Doch beim Fest zum 150jährigen Bestehen des Kirchenschiffs der Dettinger Stiftskirche gab es noch viel mehr zu sehen, zu hören und zu genießen. Gutes Essen etwa. „Am Samstag bewirteten in den Ständen andere Vereine als am Sonntag“, berichtete Heike Reichenecker, die zusammen mit Andreas Randecker und einem Arbeitskreis der evangelischen Kirche die Festvorbereitungen gestaltet hat. Viel Arbeit war das. „Wir haben im vergangenen Oktober begonnen“, sagte Randecker. Genauso wie Reichenecker war er voll des Lobes für die Zusammenarbeit mit der bürgerlichen Gemeinde. Und auch mit den Dettinger Vereinen - das Fest zum Kirchenjubiläum war eine Gemeinschaftsaktion von allen Dettingern, betonten sie beide.

Und das hat sich gelohnt, wie auch Bürgermeister Michael Hillert zur offiziellen Eröffnung des Festes zwischen Kirche, Rathaus und Bürgerhaus hervorhob: All die Vorbereitungen, seien „belohnt worden mit dem großen Zuspruch der Dettinger“, so der Schultes. Belohnung auch durch das Lachen der Kinder, die sich in der Spielstraße auf dem Schulhof der Uhlandschule ausgiebig und freudig vergnügten. „Lasst uns unsere Kirche feiern und genießen“, forderte Hillert die Dettinger Bürgerinnen und Bürger auf.

Das ließen sie sich natürlich nicht zwei Mal sagen.

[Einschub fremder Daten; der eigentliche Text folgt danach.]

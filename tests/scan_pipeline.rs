use std::collections::{HashMap, HashSet};
use std::sync::atomic::{AtomicUsize, Ordering};
use std::sync::Arc;
use std::time::Duration;

use async_trait::async_trait;
use chrono::{NaiveDate, NaiveDateTime};

use typowatch::{
    AlertReason, AuxLists, Error, ExistenceProber, ReputationError, ReputationProber,
    ReputationReport, ScanConfig, Scanner, StaticWhitelist, WhoisProber, WhoisRecord,
};

const LIVE: [&str; 7] = [
    "exampel.com",
    "exampl.com",
    "example-login.com",
    "example.net",
    "examplee.com",
    "exmple.com",
    "xeample.com",
];

struct FakeDns {
    live: HashSet<String>,
    probes: AtomicUsize,
}

impl FakeDns {
    fn new(live: &[&str]) -> Self {
        Self {
            live: live.iter().map(|s| s.to_string()).collect(),
            probes: AtomicUsize::new(0),
        }
    }
}

#[async_trait]
impl ExistenceProber for FakeDns {
    async fn exists(&self, name: &str) -> bool {
        self.probes.fetch_add(1, Ordering::SeqCst);
        self.live.contains(name)
    }

    async fn resolve(&self, _name: &str) -> String {
        "192.0.2.7".to_string()
    }
}

struct StalledDns;

#[async_trait]
impl ExistenceProber for StalledDns {
    async fn exists(&self, _name: &str) -> bool {
        std::future::pending().await
    }

    async fn resolve(&self, _name: &str) -> String {
        std::future::pending().await
    }
}

/// Creation dates by name; everything else is unknown.
struct FakeWhois(HashMap<&'static str, &'static str>);

#[async_trait]
impl WhoisProber for FakeWhois {
    async fn lookup(&self, name: &str) -> WhoisRecord {
        match self.0.get(name) {
            Some(created) => WhoisRecord {
                registrar: "Example Registrar".to_string(),
                creation_date: created.to_string(),
                ..WhoisRecord::unknown()
            },
            None => WhoisRecord::unknown(),
        }
    }
}

struct CountingReputation {
    calls: AtomicUsize,
    reputation: i64,
}

#[async_trait]
impl ReputationProber for CountingReputation {
    async fn lookup(&self, name: &str) -> Result<ReputationReport, ReputationError> {
        self.calls.fetch_add(1, Ordering::SeqCst);
        Ok(ReputationReport {
            domain: name.to_string(),
            reputation: Some(self.reputation),
            ..ReputationReport::default()
        })
    }

    fn report_url(&self, name: &str) -> String {
        format!("https://reputation.test/{}", name)
    }
}

fn small_lists() -> AuxLists {
    AuxLists {
        tlds: vec!["com".into(), "net".into(), "org".into()],
        affixes: vec!["login".into()],
        ..AuxLists::default()
    }
}

fn whois() -> Arc<FakeWhois> {
    Arc::new(FakeWhois(HashMap::from([
        ("example-login.com", "2024-06-01"),
        ("example.net", "2020-03-15"),
        ("exmple.com", "2019-11-02"),
    ])))
}

fn last_scan() -> NaiveDateTime {
    NaiveDate::from_ymd_opt(2024, 1, 1)
        .unwrap()
        .and_hms_opt(12, 0, 0)
        .unwrap()
}

fn scanner(reputation: Arc<CountingReputation>) -> (Scanner, Arc<FakeDns>) {
    let dns = Arc::new(FakeDns::new(&LIVE));
    let scanner = Scanner::new(
        ScanConfig::default().with_lookup_timeout(Duration::from_secs(1)),
        small_lists(),
        dns.clone(),
        whois(),
    )
    .with_reputation(reputation);
    (scanner, dns)
}

fn reputation(score: i64) -> Arc<CountingReputation> {
    Arc::new(CountingReputation {
        calls: AtomicUsize::new(0),
        reputation: score,
    })
}

#[tokio::test]
async fn reputation_budget_goes_to_first_close_matches() {
    let reputation = reputation(0);
    let (scanner, _) = scanner(reputation.clone());

    let report = scanner.quick_scan("example.com").await.unwrap();

    assert_eq!(report.existing_domains, LIVE.len());
    assert_eq!(report.reputation_lookups, 4);
    assert_eq!(reputation.calls.load(Ordering::SeqCst), 4);

    let queried: HashSet<&str> = report
        .results
        .iter()
        .filter(|r| r.reputation.was_queried())
        .map(|r| r.domain.as_str())
        .collect();
    assert!(report
        .results
        .iter()
        .filter(|r| r.reputation.was_queried())
        .all(|r| r.score <= 1));
    // candidates are visited alphabetically; xeample.com is the fifth close match
    assert_eq!(
        queried,
        HashSet::from(["exampel.com", "exampl.com", "examplee.com", "exmple.com"])
    );
}

#[tokio::test]
async fn results_are_sorted_by_similarity() {
    let (scanner, _) = scanner(reputation(0));
    let report = scanner.quick_scan("example.com").await.unwrap();

    assert!(report
        .results
        .windows(2)
        .all(|pair| pair[0].similarity_percent >= pair[1].similarity_percent));
    assert_eq!(
        report.results.last().map(|r| r.domain.as_str()),
        Some("example-login.com")
    );
    assert!(report.results.iter().all(|r| r.exists && r.ip_address == "192.0.2.7"));
}

#[tokio::test]
async fn quick_scan_never_alerts() {
    let (scanner, _) = scanner(reputation(10));
    let report = scanner.quick_scan("example.com").await.unwrap();
    assert!(report.alerts.is_empty());
}

#[tokio::test]
async fn full_scan_applies_alert_rules() {
    let (scanner, _) = scanner(reputation(0));
    let scanner = scanner.with_whitelist(Arc::new(
        StaticWhitelist::new()
            .allow_for("example.com", "exampel.com")
            .allow_for("other.org", "exmple.com"),
    ));

    let report = scanner
        .run_scan("example.com", None, last_scan())
        .await
        .unwrap();
    let alerted: HashSet<String> = report.alerted().into_iter().collect();

    assert!(!alerted.contains("exampel.com"), "whitelisted in scope");
    assert!(alerted.contains("exmple.com"), "other scope's whitelist ignored");
    assert!(!alerted.contains("example.net"), "distant and old");
    assert!(alerted.contains("xeample.com"));

    let login = report
        .alerts
        .iter()
        .find(|alert| alert.domain == "example-login.com")
        .expect("recently registered name alerts");
    assert_eq!(
        login.reason,
        AlertReason::RegisteredSinceLastScan {
            created: NaiveDate::from_ymd_opt(2024, 6, 1).unwrap()
        }
    );
}

#[tokio::test]
async fn explicit_scope_selects_whitelist() {
    let (scanner, _) = scanner(reputation(0));
    let scanner = scanner.with_whitelist(Arc::new(
        StaticWhitelist::new().allow_for("acme", "xeample.com"),
    ));

    let report = scanner
        .run_scan("example.com", Some("acme"), last_scan())
        .await
        .unwrap();

    assert!(!report.alerted().contains(&"xeample.com".to_string()));
    assert!(report.alerted().contains(&"exampel.com".to_string()));
}

#[tokio::test]
async fn invalid_domain_is_rejected_before_probing() {
    let (scanner, dns) = scanner(reputation(0));

    let err = scanner
        .run_scan("localhost", None, last_scan())
        .await
        .unwrap_err();

    assert!(matches!(err, Error::InvalidDomainFormat(_)));
    assert_eq!(dns.probes.load(Ordering::SeqCst), 0);
}

#[tokio::test]
async fn stalled_existence_probes_count_as_absent() {
    let scanner = Scanner::new(
        ScanConfig::default().with_dns_timeout(Duration::from_millis(20)),
        small_lists(),
        Arc::new(StalledDns),
        whois(),
    );

    let report = scanner.quick_scan("example.com").await.unwrap();

    assert!(report.permutations_checked > 0);
    assert_eq!(report.existing_domains, 0);
    assert!(report.results.is_empty());
}

#[tokio::test]
async fn scan_deadline_fails_the_whole_scan() {
    let scanner = Scanner::new(
        ScanConfig::default().with_scan_deadline(Duration::from_millis(50)),
        small_lists(),
        Arc::new(StalledDns),
        whois(),
    );

    let err = scanner
        .run_scan("example.com", None, last_scan())
        .await
        .unwrap_err();

    match err {
        Error::ScanFailure { domain, .. } => assert_eq!(domain, "example.com"),
        other => panic!("expected scan failure, got {other:?}"),
    }
}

Sie taten das etwa zu der Musik von „Gospel zu zweit“ oder zu dem „Wandelkonzert“ am Sonntag, bei dem die Ermstalmusikanten ebenso aufspielten wie der Handharmonika-Club, der CVJM-Chor, Liederkranz, „Vocal Affairs“, der Kirchenchor, CVJM-Bläserkreis und Posaunenchor. Quasi akustische Leckerbissen am Fließband, an jeweils unterschiedlichen Plätzen, zwischen Rathausplatz, Stiftskirche und Zillenhart-Saal wandelnd. Ebenfalls ein Höhepunkt des Festwochenendes – der „Gemeinde-leben-Gottesdienst“, bei dem verschiedene Chöre mitwirkten.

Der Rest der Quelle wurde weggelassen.